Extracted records
------------------------------------------------------------

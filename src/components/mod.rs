pub mod collection_table;
pub mod entity_preview;
pub mod field_widget;
pub mod hooks;
pub mod popup_field;
pub mod ui;

pub use collection_table::CollectionTable;
pub use entity_preview::EntityPreview;
pub use field_widget::FieldWidget;
pub use popup_field::PopupFormField;
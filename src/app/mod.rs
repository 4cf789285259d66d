use crate::config::CmsConfig;
use crate::pages::{seed_store, CollectionPage, RootPage};
use crate::state::{AppContext, AppState};
use leptos::prelude::*;
use leptos_router::components::{Route, Router, Routes};
use leptos_router::path;

#[component]
pub fn App() -> impl IntoView {
    let state = AppState::new(CmsConfig::from_env());
    state.store.with_value(seed_store);
    provide_context(AppContext(state));

    // IMPORTANT:
    // - Leptos CSR requires the `csr` feature on `leptos`.
    // - router hooks require a <Router> context.
    view! {
        <Router>
            <Routes fallback=|| view! { <div class="px-4 py-8 text-xs text-muted-foreground">"Not found"</div> }>
                <Route path=path!("c/:collection") view=CollectionPage />
                <Route path=path!("") view=RootPage />
            </Routes>
        </Router>
    }
}
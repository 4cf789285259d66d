use leptos::prelude::*;
use leptos_ui::variants;

variants! {
    Button {
        base: "inline-flex items-center justify-center gap-2 whitespace-nowrap rounded-md text-sm font-medium transition-all disabled:pointer-events-none disabled:opacity-50 [&_svg]:pointer-events-none [&_svg:not([class*='size-'])]:size-4 shrink-0 [&_svg]:shrink-0 outline-none focus-visible:border-ring focus-visible:ring-ring/50 focus-visible:ring-[3px] w-fit hover:cursor-pointer select-none",
        variants: {
            variant: {
                Default: "bg-primary text-primary-foreground shadow-xs hover:bg-primary/90",
                Destructive: "bg-destructive text-white shadow-xs hover:bg-destructive/90",
                Outline: "border bg-border/30 shadow-xs hover:bg-border/50 hover:text-foreground",
                Ghost: "hover:bg-accent hover:text-accent-foreground",
            },
            size: {
                Default: "h-9 px-4 py-2 has-[>svg]:px-3",
                Sm: "h-8 rounded-md gap-1.5 px-3 has-[>svg]:px-2.5",
                // Popup header close affordance.
                IconSm: "size-6 rounded-sm",
            }
        },
        component: {
            element: button,
            support_href: true,
            support_aria_current: true
        }
    }
}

------------------------------------------------------------

The full set of lines above should be retyped without a single change.

filename src/components/mod.rs
pub mod collection_table;
pub mod entity_preview;
pub mod field_widget;
pub mod hooks;
pub mod popup_field;
pub mod ui;

pub use collection_table::CollectionTable;
pub use entity_preview::EntityPreview;
pub use field_widget::FieldWidget;
pub use popup_field::PopupFormField;
filename src/app/mod.rs
repository 4cf789285259d66d
use crate::config::CmsConfig;
use crate::pages::{seed_store, CollectionPage, RootPage};
use crate::state::{AppContext, AppState};
use leptos::prelude::*;
use leptos_router::components::{Route, Router, Routes};
use leptos_router::path;

#[component]
pub fn App() -> impl IntoView {
    let state = AppState::new(CmsConfig::from_env());
    state.store.with_value(seed_store);
    provide_context(AppContext(state));

    // IMPORTANT:
    // - Leptos CSR requires the `csr` feature on `leptos`.
    // - router hooks require a <Router> context.
    view! {
        <Router>
            <Routes fallback=|| view! { <div class="px-4 py-8 text-xs text-muted-foreground">"Not found"</div> }>
                <Route path=path!("c/:collection") view=CollectionPage />
                <Route path=path!("") view=RootPage />
            </Routes>
        </Router>
    }
}
repository 4cf789285259d66d
use leptos::prelude::*;
use leptos_ui::variants;

variants! {
    Button {
        base: "inline-flex items-center justify-center gap-2 whitespace-nowrap rounded-md text-sm font-medium transition-all disabled:pointer-events-none disabled:opacity-50 [&_svg]:pointer-events-none [&_svg:not([class*='size-'])]:size-4 shrink-0 [&_svg]:shrink-0 outline-none focus-visible:border-ring focus-visible:ring-ring/50 focus-visible:ring-[3px] w-fit hover:cursor-pointer select-none",
        variants: {
            variant: {
                Default: "bg-primary text-primary-foreground shadow-xs hover:bg-primary/90",
                Destructive: "bg-destructive text-white shadow-xs hover:bg-destructive/90",
                Outline: "border bg-border/30 shadow-xs hover:bg-border/50 hover:text-foreground",
                Ghost: "hover:bg-accent hover:text-accent-foreground",
            },
            size: {
                Default: "h-9 px-4 py-2 has-[>svg]:px-3",
                Sm: "h-8 rounded-md gap-1.5 px-3 has-[>svg]:px-2.5",
                // Popup header close affordance.
                IconSm: "size-6 rounded-sm",
            }
        },
        component: {
            element: button,
            support_href: true,
            support_aria_current: true
        }
    }
}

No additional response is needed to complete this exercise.